Lawyers from the state attorney general’s office, the defendants in the case, argue that the law is clear. Physician-assisted suicide is illegal in California, and these three physicians should not be exempt from the law before a trial is complete.

They say that the plaintiffs want to change existing law, a matter they say is better decided by lawmakers in the state Capitol or by voters.

“While plaintiffs pose many difficult policy questions worthy of public debate, it is for the Legislature, not this Court, to grapple with these important policy issues,” the defendants wrote in a legal brief.

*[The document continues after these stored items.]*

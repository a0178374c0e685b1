//! Column and offset conversion between UTF-16 and the core's units.
//!
//! JavaScript editors (Monaco included) count columns and offsets in UTF-16
//! code units. The core counts columns in characters and offsets in UTF-8
//! bytes. Conversion happens here, at the WASM boundary, so the core never
//! has to know which host it serves.

use serde::{Deserialize, Serialize};
use sqlbook_core::{CursorPosition, ReplaceRange};

/// Unit in which the host counts columns and offsets.
#[derive(Debug, Clone, Copy, PartialEq, Eq, Default, Serialize, Deserialize)]
#[serde(rename_all = "lowercase")]
pub enum Encoding {
    /// Characters for columns, UTF-8 bytes for offsets.
    #[default]
    Utf8,
    /// UTF-16 code units for both.
    Utf16,
}

/// Text of a 1-based line, without its newline. Missing lines are empty.
fn line_text(text: &str, line: usize) -> &str {
    text.split('\n').nth(line.saturating_sub(1)).unwrap_or("")
}

/// 1-based UTF-16 column on `line` to a 1-based character column.
///
/// A column inside a surrogate pair moves past the pair. Columns beyond the
/// end of the line keep their overshoot so the core clamps them as usual.
pub fn utf16_to_char_column(line: &str, utf16_column: usize) -> usize {
    let target = utf16_column.saturating_sub(1);
    let mut units = 0;
    for (chars, ch) in line.chars().enumerate() {
        if units >= target {
            return chars + 1;
        }
        units += ch.len_utf16();
    }
    line.chars().count() + 1 + target.saturating_sub(units)
}

/// 1-based character column on `line` to a 1-based UTF-16 column.
pub fn char_to_utf16_column(line: &str, char_column: usize) -> usize {
    let chars = char_column.saturating_sub(1);
    let units: usize = line.chars().take(chars).map(char::len_utf16).sum();
    let overshoot = chars.saturating_sub(line.chars().count());
    units + overshoot + 1
}

/// Host cursor to core cursor.
pub fn position_from_host(
    text: &str,
    position: CursorPosition,
    encoding: Encoding,
) -> CursorPosition {
    match encoding {
        Encoding::Utf8 => position,
        Encoding::Utf16 => CursorPosition::new(
            position.line,
            utf16_to_char_column(line_text(text, position.line), position.column),
        ),
    }
}

/// Core replace range to host columns.
pub fn range_to_host(text: &str, range: ReplaceRange, encoding: Encoding) -> ReplaceRange {
    match encoding {
        Encoding::Utf8 => range,
        Encoding::Utf16 => {
            let line = line_text(text, range.line);
            ReplaceRange {
                line: range.line,
                start_column: char_to_utf16_column(line, range.start_column),
                end_column: char_to_utf16_column(line, range.end_column),
            }
        }
    }
}

/// UTF-8 byte offset to a UTF-16 offset. Offsets past the end clamp to the
/// end; offsets inside a character count that character as passed.
pub fn utf8_to_utf16_offset(text: &str, utf8_offset: usize) -> usize {
    text.char_indices()
        .take_while(|(idx, _)| *idx < utf8_offset)
        .map(|(_, ch)| ch.len_utf16())
        .sum()
}

/// Byte offset in the host's encoding.
pub fn offset_to_host(text: &str, utf8_offset: usize, encoding: Encoding) -> usize {
    match encoding {
        Encoding::Utf8 => utf8_offset.min(text.len()),
        Encoding::Utf16 => utf8_to_utf16_offset(text, utf8_offset),
    }
}
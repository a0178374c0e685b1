//! SQLite execution engine for sqlbook exercises.
//!
//! A [`Worker`] keeps one database per session id and answers
//! [`EngineRequest`](sqlbook_core::EngineRequest)s with
//! [`EngineResponse`](sqlbook_core::EngineResponse)s. [`spawn`] runs a worker
//! on a dedicated thread behind a pair of channels so callers never block on
//! SQLite.

mod error;
mod exec;
mod session;
mod worker;

pub use error::WorkerError;
pub use exec::{execute_script, list_objects, value_to_json, DEFAULT_ROW_LIMIT};
pub use session::{Session, SQLITE_HEADER};
pub use worker::{spawn, EngineHandle, Worker};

A second lawsuit challenging the same state law was recently dismissed by a judge in San Diego, on these same grounds. Plaintiffs in that case vowed to file an appeal.

Lawmakers did propose a bill (SB 128) to legalize physician-assisted suicide in California, but it was tabled earlier this summer.

Physician-assisted suicide is legal in four states: The practice was authorized by the courts in Montana, by the legislature in Vermont, and by voters who approved ballot measures in Washington and Oregon.

A court authorized physician-assisted suicide in New Mexico in 2014, but a higher court overturned that ruling August 11. The plaintiffs said they plan to appeal to the state Supreme Court.

This post has been corrected to reflect the recent New Mexico Court of Appeals decision.